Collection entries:
......

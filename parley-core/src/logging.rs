//! Logging setup

use std::path::Path;
use tracing_appender::non_blocking::WorkerGuard;
use tracing_appender::rolling::{RollingFileAppender, Rotation};
use tracing_subscriber::{
    fmt, layer::SubscriberExt, util::SubscriberInitExt, EnvFilter, Layer, Registry,
};

use crate::config::schema::LoggingConfig;
use crate::utils::expand_tilde;

const LOG_FILE_PREFIX: &str = "parley.log";
const LOG_RETENTION_DAYS: u64 = 7;

/// Initialize the logging system.
///
/// Logs always go to a daily rolling file under `config.dir`. Console output
/// goes to stderr and is off unless `config.console` is set, so log lines
/// never interleave with the conversation on stdout. The returned guard must
/// be held for the life of the process to flush the file writer.
///
/// Fails with `Error::Config` when the log directory cannot be created.
pub fn init_logging(config: &LoggingConfig) -> crate::Result<WorkerGuard> {
    let filter = build_filter(config);

    let format_str = std::env::var("LOG_FORMAT").unwrap_or_else(|_| config.format.clone());
    let is_json = format_str.eq_ignore_ascii_case("json");

    let log_dir = expand_tilde(&config.dir);
    let file_appender = build_file_appender(&log_dir)?;
    let (non_blocking, guard) = tracing_appender::non_blocking(file_appender);

    let file_layer = if is_json {
        fmt::layer()
            .json()
            .with_writer(non_blocking)
            .with_target(true)
            .with_file(true)
            .with_line_number(true)
            .with_ansi(false)
            .boxed()
    } else {
        fmt::layer()
            .with_writer(non_blocking)
            .with_ansi(false)
            .with_target(true)
            .with_file(true)
            .with_line_number(true)
            .boxed()
    };

    let console_layer = if !config.console {
        None
    } else if is_json {
        Some(
            fmt::layer()
                .json()
                .with_writer(std::io::stderr)
                .with_target(true)
                .boxed(),
        )
    } else {
        Some(
            fmt::layer()
                .with_writer(std::io::stderr)
                .with_target(true)
                .boxed(),
        )
    };

    Registry::default()
        .with(filter)
        .with(file_layer)
        .with(console_layer)
        .init();

    if let Err(e) = cleanup_old_logs(&log_dir, LOG_RETENTION_DAYS) {
        eprintln!("Failed to clean up old logs: {}", e);
    }

    Ok(guard)
}

/// Daily rolling appender writing parley.log.YYYY-MM-DD into `dir`
fn build_file_appender(dir: &Path) -> crate::Result<RollingFileAppender> {
    RollingFileAppender::builder()
        .rotation(Rotation::DAILY)
        .filename_prefix(LOG_FILE_PREFIX)
        .build(dir)
        .map_err(|e| {
            crate::Error::Config(format!(
                "cannot write logs to {} (logging.dir): {}",
                dir.display(),
                e
            ))
        })
}

/// Build the level filter: `RUST_LOG` wins, then `config.level`, then the
/// per-module overrides are layered on top.
fn build_filter(config: &LoggingConfig) -> EnvFilter {
    let mut filter =
        EnvFilter::try_from_default_env().unwrap_or_else(|_| EnvFilter::new(&config.level));

    for (module, level) in &config.overrides {
        match format!("{}={}", module, level).parse() {
            Ok(directive) => filter = filter.add_directive(directive),
            Err(_) => eprintln!("Invalid log directive: {}={}", module, level),
        }
    }

    filter
}

/// Clean up log files older than `days` days
fn cleanup_old_logs(dir: &Path, days: u64) -> std::io::Result<()> {
    if !dir.exists() {
        return Ok(());
    }

    let now = std::time::SystemTime::now();
    let threshold = std::time::Duration::from_secs(days * 24 * 3600);

    for entry in std::fs::read_dir(dir)? {
        let entry = entry?;
        let path = entry.path();
        if !path.is_file() {
            continue;
        }

        let is_log = path
            .file_name()
            .and_then(|n| n.to_str())
            .is_some_and(|name| name.starts_with(LOG_FILE_PREFIX));
        if !is_log {
            continue;
        }

        let age = entry
            .metadata()
            .and_then(|m| m.modified())
            .ok()
            .and_then(|modified| now.duration_since(modified).ok());
        if age.is_some_and(|age| age > threshold) {
            if let Err(e) = std::fs::remove_file(&path) {
                eprintln!("Failed to remove old log file {:?}: {}", path, e);
            }
        }
    }
    Ok(())
}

......

* _TASK REQUIREMENTS_
Retype all of the lines shown above, keeping each one exact.

* _RESPONSE BOX_
filename parley-core/src/logging.rs
//! Logging setup

use std::path::Path;
use tracing_appender::non_blocking::WorkerGuard;
use tracing_appender::rolling::{RollingFileAppender, Rotation};
use tracing_subscriber::{
    fmt, layer::SubscriberExt, util::SubscriberInitExt, EnvFilter, Layer, Registry,
};

use crate::config::schema::LoggingConfig;
use crate::utils::expand_tilde;

const LOG_FILE_PREFIX: &str = "parley.log";
const LOG_RETENTION_DAYS: u64 = 7;

/// Initialize the logging system.
///
/// Logs always go to a daily rolling file under `config.dir`. Console output
/// goes to stderr and is off unless `config.console` is set, so log lines
/// never interleave with the conversation on stdout. The returned guard must
/// be held for the life of the process to flush the file writer.
///
/// Fails with `Error::Config` when the log directory cannot be created.
pub fn init_logging(config: &LoggingConfig) -> crate::Result<WorkerGuard> {
    let filter = build_filter(config);

    let format_str = std::env::var("LOG_FORMAT").unwrap_or_else(|_| config.format.clone());
    let is_json = format_str.eq_ignore_ascii_case("json");

    let log_dir = expand_tilde(&config.dir);
    let file_appender = build_file_appender(&log_dir)?;
    let (non_blocking, guard) = tracing_appender::non_blocking(file_appender);

    let file_layer = if is_json {
        fmt::layer()
            .json()
            .with_writer(non_blocking)
            .with_target(true)
            .with_file(true)
            .with_line_number(true)
            .with_ansi(false)
            .boxed()
    } else {
        fmt::layer()
            .with_writer(non_blocking)
            .with_ansi(false)
            .with_target(true)
            .with_file(true)
            .with_line_number(true)
            .boxed()
    };

    let console_layer = if !config.console {
        None
    } else if is_json {
        Some(
            fmt::layer()
                .json()
                .with_writer(std::io::stderr)
                .with_target(true)
                .boxed(),
        )
    } else {
        Some(
            fmt::layer()
                .with_writer(std::io::stderr)
                .with_target(true)
                .boxed(),
        )
    };

    Registry::default()
        .with(filter)
        .with(file_layer)
        .with(console_layer)
        .init();

    if let Err(e) = cleanup_old_logs(&log_dir, LOG_RETENTION_DAYS) {
        eprintln!("Failed to clean up old logs: {}", e);
    }

    Ok(guard)
}

/// Daily rolling appender writing parley.log.YYYY-MM-DD into `dir`
fn build_file_appender(dir: &Path) -> crate::Result<RollingFileAppender> {
    RollingFileAppender::builder()
        .rotation(Rotation::DAILY)
        .filename_prefix(LOG_FILE_PREFIX)
        .build(dir)
        .map_err(|e| {
            crate::Error::Config(format!(
                "cannot write logs to {} (logging.dir): {}",
                dir.display(),
                e
            ))
        })
}

/// Build the level filter: `RUST_LOG` wins, then `config.level`, then the
/// per-module overrides are layered on top.
fn build_filter(config: &LoggingConfig) -> EnvFilter {
    let mut filter =
        EnvFilter::try_from_default_env().unwrap_or_else(|_| EnvFilter::new(&config.level));

    for (module, level) in &config.overrides {
        match format!("{}={}", module, level).parse() {
            Ok(directive) => filter = filter.add_directive(directive),
            Err(_) => eprintln!("Invalid log directive: {}={}", module, level),
        }
    }

    filter
}

/// Clean up log files older than `days` days
fn cleanup_old_logs(dir: &Path, days: u64) -> std::io::Result<()> {
    if !dir.exists() {
        return Ok(());
    }

    let now = std::time::SystemTime::now();
    let threshold = std::time::Duration::from_secs(days * 24 * 3600);

    for entry in std::fs::read_dir(dir)? {
        let entry = entry?;
        let path = entry.path();
        if !path.is_file() {
            continue;
        }

        let is_log = path
            .file_name()
            .and_then(|n| n.to_str())
            .is_some_and(|name| name.starts_with(LOG_FILE_PREFIX));
        if !is_log {
            continue;
        }

        let age = entry
            .metadata()
            .and_then(|m| m.modified())
            .ok()
            .and_then(|modified| now.duration_since(modified).ok());
        if age.is_some_and(|age| age > threshold) {
            if let Err(e) = std::fs::remove_file(&path) {
                eprintln!("Failed to remove old log file {:?}: {}", path, e);
            }
        }
    }
    Ok(())
}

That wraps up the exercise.